Jarry dépassé par Ubu


BARBARA PASCAREL
Commente UBU

Folio Gallimard

260 pages 7,90 euros

Un bilan des travaux sur Ubu était nécessaire,
après un siècle de recherches d’inégale valeur sur le sujet.
Celui de Barbara Pascarel vient à son heure.

Il semblait impossible de résumer en 183 pages la multitude de renseignements qu’ont amassés plusieurs générations de chercheurs, de Charles Chassé à Noël Arnaud et François Caradec, pour ne nommer que quelques-uns des meilleurs. Or, les voici réunis dans ce livre d’une incroyable densité, fermement écrit, très clair et d’une impartialité stupéfiante à propos d’un sujet si controversé. C’est qu’Ubu est devenu un mythe. N’importe quel politicien stigmatisera une décision du parti adverse en la baptisant ubuesque.

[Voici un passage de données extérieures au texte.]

//! Request matching against provider routes

use std::collections::{BTreeMap, HashMap};
use std::sync::{Arc, Mutex, MutexGuard, PoisonError};

use tracing::{debug, warn};

use crate::error::{Result, RoutingError};
use crate::page::Page;
use crate::provider::RouteProvider;
use crate::request::RoutingRequest;
use crate::route::{CompiledRoute, RedirectTarget, Route, RouteName};

/// Outcome of a successful match
#[derive(Debug, Clone, PartialEq)]
pub struct RouteMatch {
    pub name: RouteName,
    pub route: Route,
    /// Route defaults overlaid with the captured path variables
    pub parameters: BTreeMap<String, String>,
}

impl RouteMatch {
    pub fn page(&self) -> Option<&Arc<Page>> {
        self.route.page_model()
    }

    /// Set when the matched route is a locale fallback redirect
    pub fn redirect(&self) -> Option<&RedirectTarget> {
        self.route.redirect.as_ref()
    }

    pub fn parameter(&self, name: &str) -> Option<&str> {
        self.parameters.get(name).map(String::as_str)
    }
}

/// Maps a request onto the single route serving it
pub trait RequestMatcher: Send + Sync {
    fn match_request(&self, request: &RoutingRequest) -> Result<RouteMatch>;
}

/// Matches requests by trying the provider's sorted routes in order
///
/// Compiled routes are kept for the lifetime of the matcher, keyed by
/// everything compilation depends on.
pub struct UrlMatcher {
    provider: Arc<RouteProvider>,
    compiled: Mutex<HashMap<String, Result<Arc<CompiledRoute>>>>,
}

impl UrlMatcher {
    pub fn new(provider: Arc<RouteProvider>) -> Self {
        Self {
            provider,
            compiled: Mutex::new(HashMap::new()),
        }
    }

    pub fn provider(&self) -> &Arc<RouteProvider> {
        &self.provider
    }

    fn compiled_routes(&self) -> MutexGuard<'_, HashMap<String, Result<Arc<CompiledRoute>>>> {
        self.compiled.lock().unwrap_or_else(PoisonError::into_inner)
    }

    fn compile(&self, route: &Route) -> Result<Arc<CompiledRoute>> {
        let key = compile_key(route);
        if let Some(compiled) = self.compiled_routes().get(&key) {
            return compiled.clone();
        }
        let compiled = route.compile().map(Arc::new);
        self.compiled_routes().insert(key, compiled.clone());
        compiled
    }
}

/// Template, requirements and the names of defaulted variables
fn compile_key(route: &Route) -> String {
    let requirements: Vec<String> = route.requirements.iter().map(|(k, v)| format!("{k}={v}")).collect();
    let defaults: Vec<&str> = route.defaults.keys().map(String::as_str).collect();
    format!("{}\u{0}{}\u{0}{}", route.full_path(), requirements.join("\u{1}"), defaults.join("\u{1}"))
}

impl RequestMatcher for UrlMatcher {
    fn match_request(&self, request: &RoutingRequest) -> Result<RouteMatch> {
        let collection = self.provider.get_route_collection_for_request(request)?;
        let path = request.decoded_path();
        let host = request.host_name();

        for (name, route) in collection.iter() {
            if !route.host.is_empty() && !route.host.eq_ignore_ascii_case(&host) {
                continue;
            }
            if !route.methods.is_empty() && !route.methods.iter().any(|m| m == &request.method) {
                continue;
            }

            let compiled = match self.compile(route) {
                Ok(compiled) => compiled,
                Err(err) => {
                    warn!(route = %name, error = %err, "skipping route that does not compile");
                    continue;
                }
            };
            let Some(captured) = compiled.match_path(&path) else {
                continue;
            };

            let mut parameters = route.defaults.clone();
            parameters.extend(captured);
            debug!(path = %path, route = %name, "matched route");

            return Ok(RouteMatch {
                name: *name,
                route: route.clone(),
                parameters,
            });
        }

        Err(RoutingError::not_found(format!("no route found for \"{path}\"")))
    }
}
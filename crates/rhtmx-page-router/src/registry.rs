//! Per page-type route configuration
//!
//! The registry is assembled once at startup (from [`RoutingConfig`] and/or
//! the builder methods) and shared read-only afterwards, typically behind an
//! `Arc`. There is no way to mutate it once built.
//!
//! [`RoutingConfig`]: crate::config::RoutingConfig

use std::collections::HashMap;
use std::fmt;
use std::sync::Arc;

use once_cell::sync::Lazy;

use crate::config::RouteConfig;
use crate::page::Page;
use crate::route::Route;

/// Configuration used for page types nobody registered
static AUTO_CONFIG: Lazy<RouteConfig> = Lazy::new(RouteConfig::auto);

/// Hook rewriting the generated route of one page type
pub trait RouteEnhancer: Send + Sync {
    fn enhance(&self, route: Route, page: &Page) -> Route;
}

impl<F> RouteEnhancer for F
where
    F: Fn(Route, &Page) -> Route + Send + Sync,
{
    fn enhance(&self, route: Route, page: &Page) -> Route {
        self(route, page)
    }
}

/// Where URL prefixes and suffixes come from
#[derive(Debug, Clone, Default, PartialEq, Eq)]
pub struct LocaleOptions {
    /// Take prefix/suffix from these options instead of the root page
    pub legacy_routing: bool,
    /// Legacy only: prefix URLs with the root language
    pub prepend_locale: bool,
    /// Legacy only: suffix for every URL
    pub url_suffix: String,
}

#[derive(Default)]
pub struct PageRegistry {
    configs: HashMap<String, RouteConfig>,
    enhancers: HashMap<String, Arc<dyn RouteEnhancer>>,
    locale: LocaleOptions,
}

impl fmt::Debug for PageRegistry {
    fn fmt(&self, f: &mut fmt::Formatter<'_>) -> fmt::Result {
        let mut enhanced: Vec<&String> = self.enhancers.keys().collect();
        enhanced.sort();
        f.debug_struct("PageRegistry")
            .field("types", &self.types())
            .field("enhanced", &enhanced)
            .field("locale", &self.locale)
            .finish()
    }
}

impl PageRegistry {
    pub fn new() -> Self {
        Self::default()
    }

    pub fn with_locale_options(mut self, locale: LocaleOptions) -> Self {
        self.locale = locale;
        self
    }

    /// Registers the route configuration of a page type
    ///
    /// # Examples
    ///
    /// ```
    /// use rhtmx_page_router::{PageRegistry, RouteConfig};
    ///
    /// let registry = PageRegistry::new()
    ///     .with_type("error_404", RouteConfig::unroutable())
    ///     .with_type("feed", RouteConfig::auto().with_path("/feed.xml").with_url_suffix(""));
    ///
    /// assert!(!registry.is_routable_type("error_404"));
    /// assert_eq!(registry.config_for("feed").path.as_deref(), Some("/feed.xml"));
    /// assert_eq!(registry.config_for("regular").path, None);
    /// ```
    pub fn with_type(mut self, page_type: impl Into<String>, config: RouteConfig) -> Self {
        self.configs.insert(page_type.into(), config);
        self
    }

    /// Registers a route enhancer, run as the last step of route creation
    pub fn with_enhancer<E>(mut self, page_type: impl Into<String>, enhancer: E) -> Self
    where
        E: RouteEnhancer + 'static,
    {
        self.enhancers.insert(page_type.into(), Arc::new(enhancer));
        self
    }

    pub fn locale_options(&self) -> &LocaleOptions {
        &self.locale
    }

    /// Route configuration of a type, auto mode for unknown types
    pub fn config_for(&self, page_type: &str) -> &RouteConfig {
        self.configs.get(page_type).unwrap_or(&*AUTO_CONFIG)
    }

    pub fn enhancer_for(&self, page_type: &str) -> Option<&Arc<dyn RouteEnhancer>> {
        self.enhancers.get(page_type)
    }

    pub fn is_routable_type(&self, page_type: &str) -> bool {
        self.config_for(page_type).routable
    }

    pub fn is_routable(&self, page: &Page) -> bool {
        self.is_routable_type(&page.page_type)
    }

    /// Registered types, sorted
    pub fn types(&self) -> Vec<&str> {
        let mut types: Vec<&str> = self.configs.keys().map(String::as_str).collect();
        types.sort_unstable();
        types
    }

    /// Types that never produce routes, sorted
    pub fn unroutable_types(&self) -> Vec<&str> {
        self.types().into_iter().filter(|t| !self.is_routable_type(t)).collect()
    }
}

#[cfg(test)]
mod tests {
    use super::*;

    #[test]
    fn unknown_types_use_auto_mode() {
        let registry = PageRegistry::new();
        let config = registry.config_for("whatever");
        assert_eq!(config.path, None);
        assert!(config.routable);
        assert!(registry.enhancer_for("whatever").is_none());
    }

    #[test]
    fn lists_unroutable_types() {
        let registry = PageRegistry::new()
            .with_type("folder", RouteConfig::unroutable())
            .with_type("error_404", RouteConfig::unroutable())
            .with_type("feed", RouteConfig::auto());
        assert_eq!(registry.types(), vec!["error_404", "feed", "folder"]);
        assert_eq!(registry.unroutable_types(), vec!["error_404", "folder"]);
    }

    #[test]
    fn closures_are_enhancers() {
        let registry = PageRegistry::new().with_enhancer("special", |route: Route, _page: &Page| route.with_option("enhanced", "1"));
        let enhancer = registry.enhancer_for("special").unwrap();
        let route = enhancer.enhance(Route::new("/x"), &Page::new(1, 0, "x", "special"));
        assert_eq!(route.options.get("enhanced").map(String::as_str), Some("1"));
    }
}
//! In-memory page repository
//!
//! Holds the page tree in a `BTreeMap` keyed by page ID. Fast, ordered and
//! non-persistent; used by tests and by applications that load the tree once
//! at startup.

use std::collections::BTreeMap;
use std::sync::Arc;

use anyhow::Result;

use super::repository::{PageFilter, PageRepository};
use super::Page;

#[derive(Debug, Clone, Default)]
pub struct InMemoryPageRepository {
    pages: BTreeMap<u64, Arc<Page>>,
}

impl InMemoryPageRepository {
    pub fn new() -> Self {
        Self::default()
    }

    /// Adds a page (builder style), replacing any page with the same ID
    pub fn with_page(mut self, page: Page) -> Self {
        self.insert(page);
        self
    }

    pub fn with_pages<I>(mut self, pages: I) -> Self
    where
        I: IntoIterator<Item = Page>,
    {
        for page in pages {
            self.insert(page);
        }
        self
    }

    pub fn insert(&mut self, page: Page) -> Arc<Page> {
        let page = Arc::new(page);
        self.pages.insert(page.id, Arc::clone(&page));
        page
    }

    /// Shared handle of the stored page
    pub fn get(&self, id: u64) -> Option<Arc<Page>> {
        self.pages.get(&id).cloned()
    }

    pub fn len(&self) -> usize {
        self.pages.len()
    }

    pub fn is_empty(&self) -> bool {
        self.pages.is_empty()
    }

    fn collect<F>(&self, predicate: F) -> Vec<Arc<Page>>
    where
        F: Fn(&Page) -> bool,
    {
        self.pages.values().filter(|page| predicate(page)).cloned().collect()
    }
}

impl PageRepository for InMemoryPageRepository {
    fn find_by_aliases(&self, aliases: &[String]) -> Result<Vec<Arc<Page>>> {
        Ok(self.collect(|page| aliases.iter().any(|alias| *alias == page.alias)))
    }

    fn find_by_id(&self, id: u64) -> Result<Option<Arc<Page>>> {
        Ok(self.get(id))
    }

    fn find_by(&self, filter: &PageFilter) -> Result<Vec<Arc<Page>>> {
        Ok(self.collect(|page| filter.matches(page)))
    }

    fn find_by_type(&self, page_type: &str) -> Result<Vec<Arc<Page>>> {
        Ok(self.collect(|page| page.page_type == page_type))
    }
}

On frôle alors le contresens car Ubu est beaucoup plus qu’un politicien idiot, plus que l’image même d’une société : c’est la mystérieuse férocité qui est au fond de l’homme.

Quel est l’auteur de la pièce ? Barbara Pascarel montre qu’il s’agit de la création d’un groupe de lycéens de Rennes ; le scribe en fut Charles Morin, Jarry le très habile metteur en forme (son génie fut de s’identifier au personnage, de le faire vivre dans la société fin de siècle pendant les quelques années de sa courte vie.)
Mais il est issu de ce que j’appellerai faute de mieux « l’invention collective » (terme cher aux futurs surréalistes) des lycéens de Rennes.

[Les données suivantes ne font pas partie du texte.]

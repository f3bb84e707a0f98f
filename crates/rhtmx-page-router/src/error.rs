//! Error types for page routing

use std::sync::Arc;

use thiserror::Error;

/// Errors produced while matching requests or generating URLs
#[derive(Debug, Clone, Error)]
pub enum RoutingError {
    /// No route matched, a named route does not exist, or the content
    /// resolver chain dead-ended
    #[error("route not found: {0}")]
    RouteNotFound(String),

    /// A route variable without default was not supplied during generation
    #[error("some mandatory parameters are missing ({}) to generate a URL for route \"{route}\"", missing.join(", "))]
    MissingMandatoryParameters { route: String, missing: Vec<String> },

    /// A supplied parameter does not satisfy the route requirement
    #[error("parameter \"{parameter}\" for route \"{route}\" must match \"{requirement}\" (\"{value}\" given)")]
    InvalidParameter {
        route: String,
        parameter: String,
        requirement: String,
        value: String,
    },

    /// Route name is not of the form `tl_page.<id>[.root|.fallback]`
    #[error("invalid route name \"{0}\"")]
    InvalidRouteName(String),

    /// Route template or requirement does not compile
    #[error("route \"{path}\" cannot be compiled: {reason}")]
    InvalidRoute { path: String, reason: String },

    /// Page is not attached to a root page
    #[error("no root page found for page ID {0}")]
    NoRootPage(u64),

    /// Content resolution handed off more often than allowed
    #[error("content resolution chain too deep (more than {depth} hand-offs)")]
    ResolutionTooDeep { depth: usize },

    /// Content resolution came back to content it already visited
    #[error("content resolution loop detected at \"{0}\"")]
    ResolutionLoop(String),

    /// Failure reported by the page repository collaborator
    #[error("page repository error: {0}")]
    Repository(Arc<anyhow::Error>),
}

impl RoutingError {
    pub fn not_found(msg: impl Into<String>) -> Self {
        Self::RouteNotFound(msg.into())
    }

    /// Whether a failed URL generation may be memoized
    ///
    /// Storage failures are transient and must not be cached.
    pub fn is_cacheable(&self) -> bool {
        !matches!(self, Self::Repository(_))
    }
}

impl From<anyhow::Error> for RoutingError {
    fn from(err: anyhow::Error) -> Self {
        Self::Repository(Arc::new(err))
    }
}

pub type Result<T> = std::result::Result<T, RoutingError>;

Jarry a été dépassé par le personnage qu’il s’efforça d’incarner. On le voit quand on relit toute l’œuvre de l’écrivain. Certes il y a des pages maîtresses (par exemple dans La Dragonne) mais aussi des afféteries symbolardes. Sans Ubu, Jarry figurerait dans les anthologies à côté de son ami Paul Fort, mais pas plus haut. Son cas n’est pas unique. Henry Monnier avait fini par s’habiller et parler comme Joseph Prudhomme ; à contrario, le cévenol Daudet après avoir créé le type pseudo-provençal de Tartarin s’éloigne vers Dickens pour écrire son vrai chef-d’œuvre, La Doulou.

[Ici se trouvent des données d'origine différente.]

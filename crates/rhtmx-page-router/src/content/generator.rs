//! Content URL generator
//!
//! Walks the resolver chain from arbitrary content to a page, builds the
//! page route and renders it. Results (including routing failures) are
//! memoized per content identity, parameters and reference type until
//! [`ContentUrlGenerator::reset`] is called.

use std::collections::{BTreeMap, HashMap, HashSet};
use std::sync::{Arc, Mutex, MutexGuard, PoisonError};

use tracing::{debug, trace, warn};

use super::{Content, ContentUrlResult, UrlResolver};
use crate::error::{Result, RoutingError};
use crate::factory::PageRouteFactory;
use crate::generator::{ReferenceType, UrlGenerator};
use crate::page::Page;
use crate::route::RouteName;

/// Maximum number of resolver hand-offs for one URL
pub const MAX_RESOLUTION_DEPTH: usize = 10;

/// Where the resolver chain ended
enum Resolution {
    Url(String),
    Page { page: Arc<Page>, donor: Option<Content> },
}

pub struct ContentUrlGenerator {
    factory: PageRouteFactory,
    url_generator: UrlGenerator,
    resolvers: Vec<Arc<dyn UrlResolver>>,
    cache: Mutex<HashMap<String, Result<String>>>,
}

impl ContentUrlGenerator {
    pub fn new(factory: PageRouteFactory, url_generator: UrlGenerator) -> Self {
        Self {
            factory,
            url_generator,
            resolvers: Vec::new(),
            cache: Mutex::new(HashMap::new()),
        }
    }

    /// Appends a resolver; resolvers are asked in registration order
    pub fn with_resolver<R>(mut self, resolver: R) -> Self
    where
        R: UrlResolver + 'static,
    {
        self.resolvers.push(Arc::new(resolver));
        self
    }

    pub fn url_generator(&self) -> &UrlGenerator {
        &self.url_generator
    }

    /// URL for `content`
    ///
    /// Caller `parameters` override parameters contributed by the content.
    pub fn generate(
        &self,
        content: &Content,
        parameters: &HashMap<String, String>,
        reference_type: ReferenceType,
    ) -> Result<String> {
        let key = cache_key(content, parameters, reference_type);

        if let Some(key) = &key {
            if let Some(cached) = self.cache().get(key) {
                trace!(key = %key, "content url cache hit");
                return cached.clone();
            }
        }

        let result = self.generate_uncached(content, parameters, reference_type);

        match (key, &result) {
            (Some(key), Err(err)) if !err.is_cacheable() => {
                debug!(key = %key, error = %err, "not caching transient failure");
            }
            (Some(key), _) => {
                self.cache().insert(key, result.clone());
            }
            (None, _) => trace!(kind = content.kind(), "content without identity, not cached"),
        }

        result
    }

    /// Drops every memoized URL
    pub fn reset(&self) {
        self.cache().clear();
    }

    fn cache(&self) -> MutexGuard<'_, HashMap<String, Result<String>>> {
        self.cache.lock().unwrap_or_else(PoisonError::into_inner)
    }

    fn generate_uncached(
        &self,
        content: &Content,
        parameters: &HashMap<String, String>,
        reference_type: ReferenceType,
    ) -> Result<String> {
        let (page, donor) = match self.resolve(content)? {
            Resolution::Url(url) => return Ok(url),
            Resolution::Page { page, donor } => (page, donor),
        };

        let mut route = self.factory.create_route_for_page(&page, "")?;
        let compiled = route.compile()?;

        let mut merged: HashMap<String, String> = HashMap::new();
        if let Some(donor) = donor.filter(|donor| !donor.same_as(&Content::Page(Arc::clone(&page)))) {
            for resolver in &self.resolvers {
                for (key, value) in resolver.parameters_for_content(&donor, &page)? {
                    if compiled.declares(&key) {
                        merged.entry(key).or_insert(value);
                    }
                }
            }
            route.content = Some(donor);
        }
        merged.extend(parameters.iter().map(|(k, v)| (k.clone(), v.clone())));

        let name = RouteName::primary(page.id).to_string();
        self.url_generator.generate_route(&name, &route, &merged, reference_type)
    }

    /// Follows the resolver chain until a URL or a page comes out
    fn resolve(&self, content: &Content) -> Result<Resolution> {
        let mut current = content.clone();
        let mut donor: Option<Content> = None;
        let mut visited: HashSet<String> = HashSet::new();
        let mut hand_offs = 0;

        loop {
            if let Some(identity) = current.identity() {
                if !visited.insert(identity.clone()) {
                    warn!(identity = %identity, "content resolution loop");
                    return Err(RoutingError::ResolutionLoop(identity));
                }
            }

            let Some(result) = self.resolve_once(&current)? else {
                return match current {
                    Content::Page(page) => Ok(Resolution::Page { page, donor }),
                    Content::Object(object) => Err(RoutingError::not_found(format!(
                        "no URL resolver for content of kind \"{}\"",
                        object.kind()
                    ))),
                };
            };

            hand_offs += 1;
            if hand_offs > MAX_RESOLUTION_DEPTH {
                warn!(kind = current.kind(), "content resolution too deep");
                return Err(RoutingError::ResolutionTooDeep {
                    depth: MAX_RESOLUTION_DEPTH,
                });
            }

            match result {
                ContentUrlResult::Url(url) => return Ok(Resolution::Url(url)),
                ContentUrlResult::Redirect(next) => {
                    trace!(from = current.kind(), to = next.kind(), "content redirect");
                    donor = None;
                    current = next;
                }
                ContentUrlResult::Resolved { target, donor: explicit } => {
                    trace!(from = current.kind(), to = target.kind(), "content resolved");
                    if donor.is_none() {
                        donor = Some(explicit.unwrap_or(current));
                    }
                    current = target;
                }
            }
        }
    }

    /// First resolver with an answer wins
    fn resolve_once(&self, content: &Content) -> Result<Option<ContentUrlResult>> {
        for resolver in &self.resolvers {
            if let Some(result) = resolver.resolve(content)? {
                return Ok(Some(result));
            }
        }
        Ok(None)
    }
}

/// Stable key for memoization; `None` for content without identity
fn cache_key(content: &Content, parameters: &HashMap<String, String>, reference_type: ReferenceType) -> Option<String> {
    let identity = content.identity()?;
    let parameters: BTreeMap<&String, &String> = parameters.iter().collect();
    serde_json::to_string(&(identity, parameters, reference_type)).ok()
}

Le cahier vert de dix sous de Charles Morin, manuscrit authentique, est aujourd’hui perdu, mais on sait par Jarry lui-même qu’il l’a à peine modifié. D’autres manuscrits ont également disparu, car il existait une geste entièrement consacrée au modèle, le Père Hébert, d’ailleurs véritable savant, précurseur de la météorologie moderne (Études sur les lois des grands mouvements de l'atmosphère et sur la formation et la translation des tourbillons aériens, thèse de doctorat de physique, 1882), mais qui ne savait pas tenir sa classe, et peut-être complice des chahuteurs (sa fille Alice jouera dans une de ces pièces). Les premières tentatives littéraires du potache Jarry sont loin de la verve qui animait la réunion de galopins (dont il fit partie) et qui s’augmentait peu à peu d’inventions nouvelles, par exemple les « salopins » devenues ensuite les palotins.

Il semble que ce soit bien Jarry qui ait transformé le surnom d’ « Ebé » en « Ubu », mais nous savons que Morin avait écrit seul la pièce sans ratures, sous le titre Les Polonais. Jarry écrivit alors Onésime, l’histoire de la « séduction » d’Alice Hébert, la fille ravissante du prof, par le fils du principal d’Ernée, Octave Priou.

Mais déjà il se tournait vers la littérature et inséra l’essentiel d’Ubu dans sa première grande tentative : César Antéchrist (1895). C’est alors qu’il inventa la pataphysique ou « la science des solutions imaginaires », c'est-à-dire la destruction du sens commun. En cela, il fut original, mais perdit quelque chose d’essentiel qu’il y avait dans l’œuvre des lycéens sans pitié, la férocité d’Ubu. La pataphysique est contredisante, ennemie des lieux communs moraux, alors qu’Ubu ignore tout état d’âme.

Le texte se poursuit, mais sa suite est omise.